Not surprisingly, as the epidemic has evolved we have been learning more about COVID and pregnancy. Last week, the British Journal of Obstetrics and Gynecology published two papers and a mini-commentary on this. The commentary abstract said it best, I think:
Two papers in this issue, on births to Covid‐19 infected mothers, are important additions to this rapidly evolving literature. They are both broadly reassuring.
The newest and probably most informative of these reports on labor and delivery outcomes for 42 women with COVID-19 in Lombardy, Italy. About half of them (19 of 42) have pneumonia, and 8 required oxygen (note that we should not take this to mean that half of pregnant women with COVID-19 develop pneumonia; this is a cohort with more serious disease). Only 3 infants tested positive for the virus among this cohort, which is reassuring, and there were no maternal or infant deaths.
The second report is on a smaller cohort of infants in China, reports that of 5 infants born to infected mothers none of them developed COVID-19.
Also within the last week or so a systematic review of 18 studies, covering 114 pregnant women with COVID-19, concluded that the clinical characteristics were similar to non-pregnant adults, and fetal outcomes were similar to babies born to uninfected women in the same cohorts.
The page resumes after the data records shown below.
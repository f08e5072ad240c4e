//! Connection lifecycle management.
//!
//! This module owns the reconnecting state machine wrapped around one logical
//! WebSocket connection.
//!
//! # Architecture
//!
//! ```text
//! ┌──────────────┐  control   ┌──────────────┐  commands   ┌────────────┐
//! │  Transport   │ ─────────► │  Supervisor  │ ──────────► │  Socket    │
//! │  (handle)    │            │  (task)      │ ◄────────── │  I/O task  │
//! └──────────────┘            └──────┬───────┘   events    └────────────┘
//!        ▲                          │
//!        │     lifecycle events     │   reachability transitions
//!        └──────────────────────────┴─────────────────────────────
//! ```
//!
//! The supervisor applies the retry policy on every closure: forced closes
//! and fatal close codes halt recovery, an exhausted retry budget emits
//! `max-retries-made`, an offline network defers the reconnect until the
//! reachability provider reports the network back, and everything else
//! schedules a delayed attempt.
//!
//! # Modules
//!
//! | Module | Description |
//! |--------|-------------|
//! | `core` | Transport handle and supervisor state machine |
//! | `builder` | Fluent construction with injection points |
//! | `options` | Retry policy configuration |

// ============================================================================
// Submodules
// ============================================================================

/// Transport handle and supervisor state machine.
pub mod core;

/// Fluent construction with injection points.
pub mod builder;

/// Retry policy configuration.
pub mod options;

// ============================================================================
// Re-exports
// ============================================================================

pub use builder::TransportBuilder;
pub use core::{MessageHandler, Transport};
pub use options::{
    DEFAULT_RETRY_INTERVAL, RetryInterval, RetryIntervalFn, ShouldReconnectFn, TransportOptions,
    default_should_reconnect,
};
//! Test WebSocket server.
//!
//! Loopback server driven by query-string directives, mirroring the harness
//! the transport is usually tested against:
//!
//! | Directive | Effect |
//! |-----------|--------|
//! | `exitCode=<u16>` | close the connection server-side with that code |
//! | `delay=<ms>` | wait before closing (default 500 ms, with `exitCode`) |
//! | `exitMessage=<str>` | close reason (with `exitCode`) |
//! | `echo=true` | echo every text/binary message back |

#![allow(dead_code)]

use std::net::Ipv4Addr;
use std::sync::Arc;
use std::time::Duration;

use anyhow::Result;
use futures_util::{SinkExt, StreamExt};
use parking_lot::Mutex;
use tokio::net::{TcpListener, TcpStream};
use tokio::task::JoinHandle;
use tokio_tungstenite::accept_hdr_async;
use tokio_tungstenite::tungstenite::Message;
use tokio_tungstenite::tungstenite::handshake::server::{Request, Response};
use tokio_tungstenite::tungstenite::http::HeaderValue;
use tokio_tungstenite::tungstenite::protocol::CloseFrame;
use tracing::debug;
use url::Url;

/// Initializes test logging; safe to call from every test.
pub fn init_tracing() {
    let _ = tracing_subscriber::fmt()
        .with_env_filter(tracing_subscriber::EnvFilter::from_default_env())
        .with_test_writer()
        .try_init();
}

// ============================================================================
// Directives
// ============================================================================

/// Behavior requested through the connection URL's query string.
#[derive(Debug, Clone)]
struct Directives {
    exit_code: Option<u16>,
    delay: Duration,
    exit_message: String,
    echo: bool,
}

fn parse_directives(uri: &str) -> Directives {
    let mut directives = Directives {
        exit_code: None,
        delay: Duration::from_millis(500),
        exit_message: String::new(),
        echo: false,
    };

    if let Ok(url) = Url::parse(&format!("ws://localhost{uri}")) {
        for (key, value) in url.query_pairs() {
            match key.as_ref() {
                "exitCode" => directives.exit_code = value.parse().ok(),
                "delay" => {
                    if let Ok(ms) = value.parse() {
                        directives.delay = Duration::from_millis(ms);
                    }
                }
                "exitMessage" => directives.exit_message = value.into_owned(),
                "echo" => directives.echo = true,
                _ => {}
            }
        }
    }

    directives
}

// ============================================================================
// WsTestServer
// ============================================================================

/// Loopback WebSocket server bound to a random port.
///
/// Accepts any number of connections; each is handled according to the
/// directives in its URL. The accept loop is aborted on drop.
pub struct WsTestServer {
    port: u16,
    accept_task: JoinHandle<()>,
}

impl WsTestServer {
    /// Binds to `127.0.0.1:0` and starts accepting.
    pub async fn spawn() -> Result<Self> {
        init_tracing();

        let listener = TcpListener::bind((Ipv4Addr::LOCALHOST, 0)).await?;
        let port = listener.local_addr()?.port();

        let accept_task = tokio::spawn(async move {
            loop {
                match listener.accept().await {
                    Ok((stream, addr)) => {
                        debug!(?addr, "test server accepted connection");
                        tokio::spawn(async move {
                            let _ = handle_connection(stream).await;
                        });
                    }
                    Err(_) => break,
                }
            }
        });

        debug!(port, "test server started");
        Ok(Self { port, accept_task })
    }

    /// Plain connection URL.
    pub fn url(&self) -> String {
        format!("ws://127.0.0.1:{}/ws", self.port)
    }

    /// Connection URL carrying directives, e.g. `exitCode=1012&delay=100`.
    pub fn url_with(&self, query: &str) -> String {
        format!("ws://127.0.0.1:{}/ws?{query}", self.port)
    }
}

impl Drop for WsTestServer {
    fn drop(&mut self) {
        self.accept_task.abort();
    }
}

// ============================================================================
// Connection Handling
// ============================================================================

async fn handle_connection(stream: TcpStream) -> Result<()> {
    let uri: Arc<Mutex<Option<String>>> = Arc::new(Mutex::new(None));

    let seen = Arc::clone(&uri);
    let ws = accept_hdr_async(stream, move |request: &Request, mut response: Response| {
        *seen.lock() = Some(request.uri().to_string());
        // Accept any offered subprotocol by echoing the first one back, so the
        // client handshake (which rejects a missing selection) completes.
        if let Some(offered) = request.headers().get("Sec-WebSocket-Protocol") {
            if let Some(first) = offered
                .to_str()
                .ok()
                .and_then(|list| list.split(',').next())
                .map(str::trim)
                .filter(|s| !s.is_empty())
                && let Ok(value) = HeaderValue::from_str(first)
            {
                response
                    .headers_mut()
                    .insert("Sec-WebSocket-Protocol", value);
            }
        }
        Ok(response)
    })
    .await?;

    let directives = {
        let uri = uri.lock();
        parse_directives(uri.as_deref().unwrap_or("/"))
    };
    debug!(?directives, "test server connection configured");

    let (mut write, mut read) = ws.split();

    if let Some(code) = directives.exit_code {
        tokio::time::sleep(directives.delay).await;
        let frame = CloseFrame {
            code: code.into(),
            reason: directives.exit_message.clone().into(),
        };
        let _ = write.send(Message::Close(Some(frame))).await;

        // Drain until the peer acknowledges or hangs up.
        while let Some(message) = read.next().await {
            if matches!(message, Ok(Message::Close(_)) | Err(_)) {
                break;
            }
        }
        return Ok(());
    }

    while let Some(message) = read.next().await {
        match message {
            Ok(msg @ (Message::Text(_) | Message::Binary(_))) => {
                if directives.echo {
                    let _ = write.send(msg).await;
                }
            }
            Ok(Message::Close(_)) | Err(_) => break,
            _ => {}
        }
    }

    Ok(())
}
This all adds to a growing sense that pregnancy itself is not a significant risk factor for COVID-19 (this is different from the original SARS and MERS which were both much more serious in pregnant women). Pregnant women can get sick, just as non-pregnant women can, but they do so at similar rates. Moreover, transmission to infants is relatively rare.
I also wanted to touch on this article , a case report of a second trimester miscarriage in Switzerland. Many, many people sent this to me. The bottom line: the mother in this case had COVID-19, and analysis of the placenta suggested it carried the SARS-COV-2 virus (this is the virus that causes COVID-19). The authors of the article suggest that the infection may have been responsible for the miscarriage.
It is very important to say, however, that this is a single report and it is very difficult to say for sure even in this case whether the miscarriage and COVID-19 are related. Some people have COVID-19 and some women miscarry in their second trimester. The placental involvement suggests it is plausible these are linked in this patient, but much more research would need to be done, with much larger samples, to be conclusive.
The media coverage of this has been tremendously unhelpful, most notably this piece which reports on a very scary set of facts from a survey run by an OB. But the piece doesn’t provide enough detail for us to know how this information was collected; without that, it is hard to know how to take this. The fact is, most of what we know about COVID and pregnancy is reassuring.
When to Conceive
Many weeks ago, back before I bought a 50 pound bag of flour and took on a job as my husband’s barber, I wrote about conception. I suggested that if people were flexible, there might be a reason to put off trying to conceive for a few months but if there were other compelling reasons to try to conceive now, that could well outweigh.
A lot of you have written to see if I now have re-thought that analysis in either direction.
On the second, I think the answer is no. As I discuss above, there isn’t strong evidence for COVID-19 having an outsize effect on pregnant women. If this is the time for you, I would do it.
On the first, I think my thinking has evolved along with many other people. It was easy, early on, to think about this as a short-term thing — as if a month in, things would be different. And while things are evolving every day, it now seems clear that in some form we’ll be dealing with this through the next year and beyond. I see less value in waiting now that I did before. I guess I’m struggling to answer the question: What would you be waiting for?
Small Samples, Media Coverage, and Fear
A final word. There is an enormous amount of, frankly, very scary media coverage about COVID-19. Many of us are extremely focused on the epidemic. And a lot of this coverage focuses on small samples, on examples, on cases where something terrible happened that may have been COVID-19 linked. The miscarriage piece above is one example; the small number of deaths among children in NY which may be linked to COVID-19 is another.
These losses are horrific — so much of the epidemic is horrific — and they’re something we should recognize both to mourn the loss and for medical professionals to be aware of what could happen. But I worry that these cases can engender fear beyond what they should.
In the case of children, serious complications from COVID-19 remain extremely rare. Much rarer than, say, the seasonal flu. I worry that there are many parents who may think nothing of sending their child out into the world during flu season — perhaps even without a vaccine — who will react to these examples in a way driven by fear.
I hesitated to write this because I know there will be those who react and say if even one death could be prevented by us all staying home it is worth it. But this ignores the costs on the other side of the ledger. And it also isn’t consistent with choices that we make in the non-COVID era, such as driving cars or owning swimming pools.
None of this is not to say that the choice to stay home indefinitely or keep kids out of day care is wrong — it may well be the right choice for some families — but we want to make sure to be making these choices out of a realistic assessment of the facts, not out of fear or the salience of the latest coverage.